Sometimes we teach because we have something to share and other times we teach because we have something to learn. This is one of those cases where I am exploring an issue for myself as much as I am addressing it for you.
How do we balance all the demands necessary to serve the needs of our customers?
For me, this challenge manifests in finding the time to keep a regular dialogue going through blogs. You, the reader of this blog, represent a part of my service audience, as do my consulting clients, my speaking event customers, my team members, my book readers, and my publisher. As I have been locked down on deadline writing my upcoming book about the amazing customer experience transformation taking place at Mercedes-Benz USA, I have had little bandwidth to regularly deliver blogs. I have considered having someone else write blogs for me but that always seems like a less than authentic solution. Of course, the absence of blogs isn’t necessarily a viable alternative.

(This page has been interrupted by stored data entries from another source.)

//! Operating-system implementation of the platform path policy.
//!
//! All queries go straight to `std::fs`. OS-specific facts are selected at
//! compile time and stay private to this module.

use std::env;
use std::fs::{self, File};
use std::io::{BufRead, BufReader, Read};
use std::path::{Path, PathBuf};

use super::error::{PathError, PathResult};
use crate::ports::PlatformPolicy;

#[cfg(windows)]
const SEP: char = '\\';
#[cfg(not(windows))]
const SEP: char = '/';

#[cfg(windows)]
const DELIM: char = ';';
#[cfg(not(windows))]
const DELIM: char = ':';

/// [`PlatformPolicy`] backed by the real filesystem.
#[derive(Debug, Clone, Copy, Default)]
pub struct OsPlatform;

impl OsPlatform {
    /// Create the OS platform policy.
    pub const fn new() -> Self {
        Self
    }
}

fn into_text(path: PathBuf, what: &str) -> PathResult<String> {
    path.into_os_string()
        .into_string()
        .map_err(|_| PathError::decode(what))
}

impl PlatformPolicy for OsPlatform {
    fn separator(&self) -> char {
        SEP
    }

    fn delimiter(&self) -> char {
        DELIM
    }

    fn is_absolute(&self, path: &str) -> bool {
        #[cfg(windows)]
        {
            Path::new(path).is_absolute() || path.starts_with(SEP)
        }

        #[cfg(not(windows))]
        {
            path.starts_with(SEP)
        }
    }

    fn read_link(&self, path: &str) -> PathResult<Option<String>> {
        if path.is_empty() {
            return Ok(None);
        }
        match fs::read_link(path) {
            Ok(target) => into_text(target, "symbolic link target").map(Some),
            Err(_) => Ok(None),
        }
    }

    fn is_file(&self, path: &str) -> bool {
        fs::metadata(path).is_ok_and(|meta| meta.is_file())
    }

    fn is_executable_file(&self, path: &str) -> bool {
        let Ok(meta) = fs::metadata(path) else {
            return false;
        };
        if !meta.is_file() {
            return false;
        }

        #[cfg(unix)]
        {
            use std::os::unix::fs::PermissionsExt;
            meta.permissions().mode() & 0o111 != 0
        }

        #[cfg(not(unix))]
        {
            true
        }
    }

    fn is_dir(&self, path: &str) -> bool {
        fs::metadata(path).is_ok_and(|meta| meta.is_dir())
    }

    fn current_dir(&self) -> Option<String> {
        env::current_dir()
            .ok()
            .and_then(|cwd| cwd.into_os_string().into_string().ok())
    }

    fn native_executable_path(&self) -> Option<String> {
        #[cfg(target_os = "macos")]
        {
            // A relative answer is no better than argv[0]; let the caller fall back.
            env::current_exe()
                .ok()
                .filter(|exe| exe.is_absolute())
                .and_then(|exe| exe.into_os_string().into_string().ok())
        }

        #[cfg(not(target_os = "macos"))]
        {
            None
        }
    }

    fn executable_suffix(&self) -> Option<&'static str> {
        if cfg!(windows) { Some(".exe") } else { None }
    }

    fn read_file_bytes(&self, path: &str, limit: usize) -> Option<Vec<u8>> {
        let file = File::open(path).ok()?;
        let mut buf = Vec::new();
        file.take(limit as u64).read_to_end(&mut buf).ok()?;
        Some(buf)
    }

    fn open_lines(&self, path: &str) -> Option<Box<dyn BufRead>> {
        let file = File::open(path).ok()?;
        Some(Box::new(BufReader::new(file)))
    }

    fn real_path(&self, path: &str) -> Option<String> {
        if path.is_empty() {
            return None;
        }
        fs::canonicalize(Path::new(path))
            .ok()
            .and_then(|real| real.into_os_string().into_string().ok())
    }

    #[cfg(windows)]
    fn script_directory(&self, path: &str) -> String {
        // Either separator may appear; keep the one after a drive letter.
        let Some(idx) = path.rfind(['\\', '/']) else {
            return String::new();
        };
        if idx == 0 || path[..idx].ends_with(':') {
            path[..=idx].to_string()
        } else {
            path[..idx].to_string()
        }
    }
}

#[cfg(test)]
mod tests {
    use super::*;
    use tempfile::tempdir;

    fn text(path: &Path) -> String {
        path.to_string_lossy().into_owned()
    }

    #[test]
    fn file_and_dir_queries() {
        let temp = tempdir().unwrap();
        let file = temp.path().join("marker.txt");
        fs::write(&file, b"x").unwrap();

        let platform = OsPlatform::new();
        assert!(platform.is_file(&text(&file)));
        assert!(!platform.is_dir(&text(&file)));
        assert!(platform.is_dir(&text(temp.path())));
        assert!(!platform.is_file(&text(&temp.path().join("missing"))));
    }

    #[cfg(unix)]
    #[test]
    fn executable_bit_is_required() {
        use std::os::unix::fs::PermissionsExt;

        let temp = tempdir().unwrap();
        let exe = temp.path().join("prog");
        fs::write(&exe, b"#!/bin/sh\n").unwrap();

        let platform = OsPlatform::new();
        fs::set_permissions(&exe, fs::Permissions::from_mode(0o644)).unwrap();
        assert!(!platform.is_executable_file(&text(&exe)));

        fs::set_permissions(&exe, fs::Permissions::from_mode(0o755)).unwrap();
        assert!(platform.is_executable_file(&text(&exe)));
    }

    #[cfg(unix)]
    #[test]
    fn read_link_returns_one_hop() {
        let temp = tempdir().unwrap();
        let target = temp.path().join("target");
        fs::write(&target, b"x").unwrap();
        let link = temp.path().join("link");
        std::os::unix::fs::symlink("target", &link).unwrap();

        let platform = OsPlatform::new();
        assert_eq!(
            platform.read_link(&text(&link)).unwrap(),
            Some("target".to_string())
        );
        assert_eq!(platform.read_link(&text(&target)).unwrap(), None);
        assert_eq!(platform.read_link("").unwrap(), None);
    }

    #[test]
    fn read_file_bytes_honors_limit() {
        let temp = tempdir().unwrap();
        let file = temp.path().join("data");
        fs::write(&file, b"0123456789").unwrap();

        let platform = OsPlatform::new();
        assert_eq!(
            platform.read_file_bytes(&text(&file), 4),
            Some(b"0123".to_vec())
        );
        assert_eq!(platform.read_file_bytes(&text(&temp.path().join("nope")), 4), None);
    }

    #[test]
    fn open_lines_streams_whole_file() {
        let temp = tempdir().unwrap();
        let file = temp.path().join("lines");
        fs::write(&file, b"one\ntwo\n").unwrap();

        let platform = OsPlatform::new();
        let lines: Vec<String> = platform
            .open_lines(&text(&file))
            .unwrap()
            .lines()
            .map(Result::unwrap)
            .collect();
        assert_eq!(lines, ["one", "two"]);
        assert!(platform.open_lines(&text(&temp.path().join("nope"))).is_none());
    }
}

I imagine you have similar challenges. How do you triage which customers get which services, given that there are always limits to the viable resources you can bring to your experience delivery? Is it better to compromise product quality or authenticity in order to bring some product to market or do you step back from product presentation if it isn’t fully resonant with your brand?
If there is a lesson to learn and teach in this writing, it has to be the massive pressure we all face to execute flawlessly in an omni-channel world. We often get pulled into the belief that we HAVE TO BE on Twitter, Facebook, Pinterest, have live chat, deliver engaging telephone support, master face-to-face service excellence, be thin, read the classics, know what’s trending…. You get the point…
In my case, I have opted to write blogs when I can (recently, about once a month) until my new book deadline passes in May. I also will wait on reading the classics and will give myself a break on knowing what’s trending. I once co-authored an article titled “The Risk of Excellence” in which my colleagues and I offered a core theme which suggested that in order to be excellent you have to say no to things that will make you mediocre.
Saying NO to things that will make you mediocre — hmm, that’s a lesson I may not be qualified to teach but it is one I know is worthy of learning. What are your thoughts?